On August 28-30 Lee defeated a much larger second Union force under General John Pope at the Second Battle of Bull Run. In just nine weeks time, the front had moved from just six miles from Richmond to 20 miles from Washington D.C.

Lee then invaded Maryland. McClellan captured the Confederate plans so his 87,138 troops met the Confederate invasion force of 38,000 near Sharpsburg, just 70 miles North of Washington. Along Antietam Creek, 23,000 Americans died on both sides on the day of April 17, 1862. Because the South withdrew back to Virginia and Washington was saved, the battle was a tactical Union victory; but Lincoln’s dream of winning a quick decisive victory were dashed by the events of those 90 days.

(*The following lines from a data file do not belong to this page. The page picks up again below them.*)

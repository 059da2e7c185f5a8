use std::collections::HashMap;
use std::fs;
use std::path::{Path, PathBuf};
use std::sync::Mutex;
use std::sync::atomic::{AtomicUsize, Ordering};

use chrono::{NaiveDate, Utc};
use sha2::{Digest, Sha256};
use tracing::{info, warn};

use crate::analyze::Analyzer;
use crate::disambiguation::DecisionSet;
use crate::error::{PipelineError, Result};
use crate::mapping;
use crate::model::{
    ColumnMapping, FileAnalysis, FileImportResult, FileStatus, NormalizedRevenueRecord,
    PriorImportRef,
};
use crate::normalize::normalize_row;
use crate::store::{ImportCommit, Store};
use crate::util::{decode_text, utc_compact_string};

/// Worker cap for the read-only analysis phase. The commit phase is
/// sequential by design.
pub const ANALYZE_WORKER_CAP: usize = 4;

/// One uploaded file inside an import session.
#[derive(Debug)]
pub struct FileEntry {
    pub file_id: String,
    pub path: PathBuf,
    pub file_name: String,
    pub status: FileStatus,
    pub analysis: Option<FileAnalysis>,
    pub error_detail: Option<String>,
    pub skip_requested: bool,
    pub mapping_override: Option<ColumnMapping>,
}

/// The set of files an operator uploads together. Session-only: nothing is
/// persisted until the commit phase, and the batch is dropped when the
/// session closes.
#[derive(Debug)]
pub struct ImportBatch {
    pub source: String,
    pub entries: Vec<FileEntry>,
}

impl ImportBatch {
    pub fn new(
        source: &str,
        files: &[PathBuf],
        skip: &[String],
        mapping_overrides: &HashMap<String, ColumnMapping>,
    ) -> Self {
        let stamp = format!(
            "{}-{:06}",
            utc_compact_string(Utc::now()),
            Utc::now().timestamp_subsec_micros()
        );

        let entries = files
            .iter()
            .enumerate()
            .map(|(index, path)| {
                let file_name = path
                    .file_name()
                    .map(|name| name.to_string_lossy().to_string())
                    .unwrap_or_else(|| path.display().to_string());

                FileEntry {
                    file_id: format!("imp-{stamp}-{index:03}"),
                    path: path.clone(),
                    file_name: file_name.clone(),
                    status: FileStatus::Pending,
                    analysis: None,
                    error_detail: None,
                    skip_requested: skip.contains(&file_name),
                    mapping_override: mapping_overrides.get(&file_name).cloned(),
                }
            })
            .collect();

        Self {
            source: source.to_string(),
            entries,
        }
    }

    /// Ambiguous artist tokens across the whole batch, deduplicated.
    pub fn ambiguous_tokens(&self) -> Vec<String> {
        let mut tokens: Vec<String> = Vec::new();
        for entry in &self.entries {
            if let Some(analysis) = &entry.analysis {
                for token in &analysis.ambiguous_artist_tokens {
                    if !tokens.contains(token) {
                        tokens.push(token.clone());
                    }
                }
            }
        }
        tokens
    }

    /// Advisory duplicate warnings for the report.
    pub fn duplicate_warnings(&self) -> Vec<String> {
        self.entries
            .iter()
            .filter_map(|entry| {
                let duplicate = entry.analysis.as_ref()?.duplicate_of.as_ref()?;
                Some(format!(
                    "{}: period already imported as {} ({})",
                    entry.file_name, duplicate.import_id, duplicate.filename
                ))
            })
            .collect()
    }
}

/// Outcome of one orchestration pass. Undecided artist tokens halt the
/// batch before anything is persisted.
#[derive(Debug)]
pub enum RunOutcome {
    DecisionsPending(Vec<String>),
    Completed(Vec<FileImportResult>),
}

/// Drives analysis, the disambiguation gate and the sequential commit
/// phase for one batch. Failures are isolated per file: no file-level error
/// ever touches another file's state.
pub struct Orchestrator<'a> {
    store: &'a mut Store,
    analyzer: Analyzer,
    /// Index of the file currently committing, for progress observation.
    pub current_import_index: Option<usize>,
    /// Fallback bounds for files whose period could not be inferred.
    pub fallback_period: (Option<NaiveDate>, Option<NaiveDate>),
}

impl<'a> Orchestrator<'a> {
    pub fn new(store: &'a mut Store) -> Result<Self> {
        Ok(Self {
            store,
            analyzer: Analyzer::new()?,
            current_import_index: None,
            fallback_period: (None, None),
        })
    }

    pub fn run(&mut self, batch: &mut ImportBatch, decisions: &mut DecisionSet) -> Result<RunOutcome> {
        self.analyze_batch(batch)?;

        decisions.absorb(batch.ambiguous_tokens());
        if !decisions.all_decided() {
            let pending = decisions.pending();
            info!(pending = pending.len(), "halting before commit: artist decisions required");
            return Ok(RunOutcome::DecisionsPending(pending));
        }

        let results = self.commit_batch(batch, decisions)?;
        Ok(RunOutcome::Completed(results))
    }

    /// Analysis phase: files are independent reads with no shared mutable
    /// state, so a small bounded worker pool fans them out. The duplicate
    /// probe runs afterwards on this thread, against the store.
    pub fn analyze_batch(&mut self, batch: &mut ImportBatch) -> Result<()> {
        let pending: Vec<usize> = batch
            .entries
            .iter()
            .enumerate()
            .filter(|(_, entry)| entry.status == FileStatus::Pending)
            .map(|(index, _)| index)
            .collect();
        if pending.is_empty() {
            return Ok(());
        }

        for &index in &pending {
            batch.entries[index].status = FileStatus::Analyzing;
        }

        let paths: Vec<(usize, PathBuf)> = pending
            .iter()
            .map(|&index| (index, batch.entries[index].path.clone()))
            .collect();

        let worker_count = paths.len().min(ANALYZE_WORKER_CAP);
        let cursor = AtomicUsize::new(0);
        let outcomes: Mutex<Vec<(usize, Result<FileAnalysis>)>> = Mutex::new(Vec::new());
        let analyzer = &self.analyzer;

        std::thread::scope(|scope| {
            for _ in 0..worker_count {
                scope.spawn(|| {
                    loop {
                        let slot = cursor.fetch_add(1, Ordering::Relaxed);
                        let Some((index, path)) = paths.get(slot) else {
                            break;
                        };
                        let outcome = analyzer.analyze(path);
                        outcomes.lock().expect("analysis results lock").push((*index, outcome));
                    }
                });
            }
        });

        let results = outcomes.into_inner().expect("analysis results lock");
        for (index, outcome) in results {
            let entry = &mut batch.entries[index];
            match outcome {
                Ok(mut analysis) => {
                    analysis.duplicate_of =
                        self.probe_duplicate(&batch.source, &analysis)?;
                    if let Some(duplicate) = &analysis.duplicate_of {
                        warn!(
                            file = %entry.file_name,
                            prior_import = %duplicate.import_id,
                            "duplicate period detected; proceeding unless the operator skips"
                        );
                    }
                    entry.analysis = Some(analysis);
                    entry.status = FileStatus::Ready;
                }
                Err(err) => {
                    warn!(file = %entry.file_name, error = %err, "analysis failed");
                    entry.error_detail = Some(err.to_string());
                    entry.status = FileStatus::Error;
                }
            }
        }

        Ok(())
    }

    fn probe_duplicate(
        &self,
        source: &str,
        analysis: &FileAnalysis,
    ) -> Result<Option<PriorImportRef>> {
        let (Some(start), Some(end)) = (analysis.period_start, analysis.period_end) else {
            return Ok(None);
        };
        self.store.find_prior_import(source, start, end)
    }

    /// Commit phase: strictly sequential, in user-visible file order, and
    /// always finishes iterating the list. Every file gets exactly one
    /// result.
    fn commit_batch(
        &mut self,
        batch: &mut ImportBatch,
        decisions: &DecisionSet,
    ) -> Result<Vec<FileImportResult>> {
        let mut results = Vec::with_capacity(batch.entries.len());
        let source = batch.source.clone();

        for index in 0..batch.entries.len() {
            self.current_import_index = Some(index);
            let entry = &mut batch.entries[index];

            match entry.status {
                FileStatus::Error => {
                    results.push(result_for(entry, 0, 0));
                    continue;
                }
                FileStatus::Ready => {}
                // Analysis never left another state behind for this entry.
                _ => continue,
            }

            if entry.skip_requested {
                entry.status = FileStatus::Skipped;
                results.push(result_for(entry, 0, 0));
                info!(file = %entry.file_name, "skipped by operator");
                continue;
            }

            entry.status = FileStatus::Committing;
            info!(index, file = %entry.file_name, "committing file");

            let outcome = commit_one_file(
                self.store,
                &source,
                entry,
                decisions,
                self.fallback_period,
            );
            match outcome {
                Ok((success_rows, error_rows)) => {
                    entry.status = FileStatus::Imported;
                    info!(
                        file = %entry.file_name,
                        success_rows,
                        error_rows,
                        "file imported"
                    );
                    results.push(result_for(entry, success_rows, error_rows));
                }
                Err(err) => {
                    warn!(file = %entry.file_name, error = %err, "file commit failed");
                    entry.status = FileStatus::Error;
                    entry.error_detail = Some(err.to_string());
                    results.push(result_for(entry, 0, 0));
                }
            }
        }

        self.current_import_index = None;
        Ok(results)
    }
}

fn result_for(entry: &FileEntry, success_rows: usize, error_rows: usize) -> FileImportResult {
    FileImportResult {
        file_id: entry.file_id.clone(),
        file_name: entry.file_name.clone(),
        success_row_count: success_rows,
        error_row_count: error_rows,
        status: entry.status.clone(),
        error_detail: entry.error_detail.clone(),
    }
}

/// Materialize and persist one file. Row-level failures are counted, never
/// raised; everything returned as `Err` here marks the file `error` without
/// touching the rest of the batch.
fn commit_one_file(
    store: &mut Store,
    source: &str,
    entry: &FileEntry,
    decisions: &DecisionSet,
    fallback_period: (Option<NaiveDate>, Option<NaiveDate>),
) -> Result<(usize, usize)> {
    let Some(analysis) = entry.analysis.as_ref() else {
        return Err(PipelineError::Validation(format!(
            "{}: file was never analyzed",
            entry.file_name
        )));
    };

    let period_start = analysis.period_start.or(fallback_period.0);
    let period_end = analysis.period_end.or(fallback_period.1);
    let (Some(period_start), Some(period_end)) = (period_start, period_end) else {
        return Err(PipelineError::Validation("Period not detected".to_string()));
    };

    let mapping = match &entry.mapping_override {
        Some(overrides) => {
            mapping::apply_overrides(&entry.file_name, &analysis.guessed_mapping, overrides)?
        }
        None => analysis.guessed_mapping.clone(),
    };
    mapping::validate(&entry.file_name, &mapping, &analysis.columns)?;

    let bytes = fs::read(&entry.path).map_err(|err| PipelineError::Analysis {
        file: entry.file_name.clone(),
        reason: format!("unreadable file: {err}"),
    })?;
    let sha256 = sha256_hex(&bytes);
    let text = decode_text(&bytes);

    let mut reader = csv::ReaderBuilder::new()
        .has_headers(true)
        .flexible(true)
        .from_reader(text.as_bytes());

    let mut records: Vec<NormalizedRevenueRecord> = Vec::new();
    let mut error_rows = 0_usize;
    let mut success_rows = 0_usize;

    for (offset, row) in reader.records().enumerate() {
        let row_number = (offset + 2) as i64;
        let row = match row {
            Ok(row) => row,
            Err(_) => {
                error_rows += 1;
                continue;
            }
        };
        if row.iter().all(|cell| cell.trim().is_empty()) {
            continue;
        }

        match normalize_row(
            &mapping,
            &analysis.columns,
            &row,
            row_number,
            decisions,
            (period_start, period_end),
        ) {
            Ok(normalized) => {
                success_rows += 1;
                records.extend(normalized);
            }
            Err(_) => error_rows += 1,
        }
    }

    // Every imported identity lands in the catalog (append-only), so split
    // tokens and later invoice matching see the same artist set.
    for record in &records {
        store.ensure_artist(&record.artist_name)?;
    }

    store.commit_file(
        &ImportCommit {
            import_id: &entry.file_id,
            source,
            filename: &entry.file_name,
            sha256: &sha256,
            period_start,
            period_end,
            success_rows,
            error_rows,
        },
        &records,
    )?;

    Ok((success_rows, error_rows))
}

fn sha256_hex(bytes: &[u8]) -> String {
    let mut hasher = Sha256::new();
    hasher.update(bytes);
    format!("{:x}", hasher.finalize())
}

Because Lee had escaped, Lincoln replaced McClellan as commander of the Army of the Potomac with General Ambrose Burnside. Burnside attacked Fredericksburg, Virginia; however after he crossed the Rappahannock River he was unable to dislodge Lee from his prepared positions. 122,009 troops with the Army of the Potomac were repulsed by 78,513 Confederates under Lee. Burnside withdrew after taking over 12,000 casualties on December 15, 1862.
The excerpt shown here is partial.